The lncRNA DAMER selectively guides m6A-dependent regulation of ATF4 and asparagine metabolism under nutrient stress in cancer
摘要
How cancer cells couple metabolic stress sensing to orchestrate specific survival programmes is a key question. Here we show a long non-coding RNA (lncRNA)-guided epitranscriptomic mechanism orchestrating metabolic adaptation by controlling the stability of master stress regulator ATF4. Glucose or glutamine deprivation induces endoplasmic reticulum stress via reactive oxygen species–NRF2-dependent transcription of the lncRNA DAMER. Following its demethylation and nuclear retention by the m6A-eraser ALKBH5, DAMER acts as a scaffold, guiding ALKBH5 to demethylate and stabilize ATF4 mRNA through specific base-pairing.

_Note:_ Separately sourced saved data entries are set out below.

use std::sync::Arc;
use rocket::{State, get, post, http::Status, serde::json::Json};
use tracing::{debug, info, instrument};
use shared::{models::*, user_info::UserInfo};
use crate::{
    config::ServerConfig,
    error::ApiError,
    processor::PlaylistProcessor,
    rate_limiter::RateLimiter,
    store::PlaylistStore,
    utils::{comment_limit_key, parse_playlist_id, vote_limit_key},
};

pub struct AppState {
    pub store: PlaylistStore,
    pub vote_limiter: Arc<RateLimiter>,
    pub comment_limiter: Arc<RateLimiter>,
    pub config: ServerConfig,
}

impl AppState {
    pub fn new(store: PlaylistStore, config: ServerConfig) -> Self {
        Self {
            store,
            vote_limiter: Arc::new(RateLimiter::per_minute(config.votes_per_minute)),
            comment_limiter: Arc::new(RateLimiter::per_minute(config.comments_per_minute)),
            config,
        }
    }

    pub fn limiters(&self) -> Vec<Arc<RateLimiter>> {
        vec![self.vote_limiter.clone(), self.comment_limiter.clone()]
    }
}

#[get("/playlists/featured")]
pub async fn featured_playlists(state: &State<AppState>) -> Result<Json<Vec<PlaylistSummary>>, ApiError> {
    Ok(Json(state.store.featured(state.config.featured_limit)?))
}

#[get("/playlists/<id>")]
pub async fn get_playlist(
    state: &State<AppState>,
    id: &str,
    user_info: UserInfo,
) -> Result<Json<PlaylistDetail>, ApiError> {
    let uuid = parse_playlist_id(id)?;
    Ok(Json(state.store.detail(uuid, &user_info.user_fingerprint)?))
}

#[get("/playlists/<id>/similar")]
pub async fn similar_playlists(state: &State<AppState>, id: &str) -> Result<Json<Vec<PlaylistSummary>>, ApiError> {
    let uuid = parse_playlist_id(id)?;
    Ok(Json(state.store.similar(uuid, state.config.similar_limit)?))
}

#[instrument(skip(state, request, user_info), fields(playlist_id = %id))]
#[post("/playlists/<id>/vote", format = "json", data = "<request>")]
pub async fn cast_vote(
    state: &State<AppState>,
    id: &str,
    request: Json<VoteRequest>,
    user_info: UserInfo,
) -> Result<Json<VoteResponse>, ApiError> {
    let uuid = parse_playlist_id(id)?;
    state.store.ensure_exists(uuid)?;

    state.vote_limiter
        .check_rate_limit(&vote_limit_key(&user_info.ip))
        .map_err(ApiError::RateLimited)?;

    let response = state.store.cast_vote(uuid, &user_info.user_fingerprint, request.action)?;
    debug!("Vote recorded: score={} user_vote={:?}", response.score, response.user_vote);
    Ok(Json(response))
}

#[instrument(skip(state, request, user_info), fields(playlist_id = %id))]
#[post("/playlists/<id>/comments", format = "json", data = "<request>")]
pub async fn post_comment(
    state: &State<AppState>,
    id: &str,
    request: Json<CreateCommentRequest>,
    user_info: UserInfo,
) -> Result<Json<Comment>, ApiError> {
    let uuid = parse_playlist_id(id)?;
    state.store.ensure_exists(uuid)?;

    state.comment_limiter
        .check_rate_limit(&comment_limit_key(&user_info.ip, uuid))
        .map_err(ApiError::RateLimited)?;

    let comment = PlaylistProcessor::build_comment(uuid, &request)?;
    let comment = state.store.add_comment(comment)?;
    info!("Comment {} posted", comment.id);
    Ok(Json(comment))
}

#[get("/plans")]
pub async fn premium_plans(state: &State<AppState>) -> Json<Vec<PremiumPlan>> {
    Json(state.store.plans().to_vec())
}

#[rocket::options("/<_..>")]
pub async fn all_options() -> Status {
    Status::Ok
}
use std::collections::HashMap;
use std::sync::Mutex;
use time::{OffsetDateTime, Duration};
use tracing::{warn, error};

#[derive(Debug)]
struct RateLimit {
    attempts: u32,
    first_attempt: OffsetDateTime,
}

#[derive(Debug)]
pub struct RateLimiter {
    limits: Mutex<HashMap<String, RateLimit>>,
    max_attempts: u32,
    window: Duration,
}

impl RateLimiter {
    pub fn new(max_attempts: u32, window: Duration) -> Self {
        Self {
            limits: Mutex::new(HashMap::new()),
            max_attempts,
            window,
        }
    }

    pub fn per_minute(max_attempts: u32) -> Self {
        Self::new(max_attempts, Duration::minutes(1))
    }

    pub fn check_rate_limit(&self, key: &str) -> Result<(), String> {
        self.check_at(key, OffsetDateTime::now_utc())
    }

    fn check_at(&self, key: &str, now: OffsetDateTime) -> Result<(), String> {
        let mut limits = self.limits.lock().map_err(|e| {
            error!("Failed to acquire rate limit lock: {}", e);
            "Internal rate limit error".to_string()
        })?;

        let limit = limits.entry(key.to_string()).or_insert(RateLimit { attempts: 0, first_attempt: now });
        if now - limit.first_attempt > self.window {
            *limit = RateLimit { attempts: 0, first_attempt: now };
        }

        if limit.attempts >= self.max_attempts {
            let seconds_to_wait = (limit.first_attempt + self.window - now).whole_seconds().max(1);
            let message = format!("Rate limit exceeded. Please try again in {} seconds.", seconds_to_wait);
            warn!("Rate limit triggered for key {}: {}", key, message);
            return Err(message);
        }

        limit.attempts += 1;
        Ok(())
    }

    /// Drops entries whose window has passed. Returns how many were removed.
    pub fn prune(&self) -> usize {
        self.prune_at(OffsetDateTime::now_utc())
    }

    fn prune_at(&self, now: OffsetDateTime) -> usize {
        match self.limits.lock() {
            Ok(mut limits) => {
                let before = limits.len();
                limits.retain(|_, limit| now - limit.first_attempt <= self.window);
                before - limits.len()
            }
            Err(e) => {
                error!("Failed to acquire rate limit lock: {}", e);
                0
            }
        }
    }
}

#[cfg(test)]
mod tests {
    use super::*;

    #[test]
    fn test_window_resets_and_prunes() {
        let limiter = RateLimiter::new(2, Duration::seconds(60));
        let start = OffsetDateTime::now_utc();

        assert!(limiter.check_at("a", start).is_ok());
        assert!(limiter.check_at("a", start + Duration::seconds(1)).is_ok());
        assert!(limiter.check_at("a", start + Duration::seconds(2)).is_err());
        assert!(limiter.check_at("b", start + Duration::seconds(2)).is_ok());

        assert!(limiter.check_at("a", start + Duration::seconds(61)).is_ok());

        assert_eq!(limiter.prune_at(start + Duration::seconds(100)), 1);
        assert_eq!(limiter.prune_at(start + Duration::seconds(200)), 1);
    }
}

This provides an alternative post-transcriptional pathway for ATF4 upregulation, rewiring asparagine metabolism to promote cancer cell survival under stress. Furthermore, we identified the US FDA-approved drug elbasvir as a potent inhibitor of the DAMER–ALKBH5 interaction. Elbasvir dismantles this adaptive programme, targeting tumour asparagine dependency and exhibiting potent antitumour effects in preclinical models. Our findings reveal a paradigm for lncRNA-guided RNA demethylation that solves a target specificity enigma and offers a strategy targeting metabolic adaptation in cancer.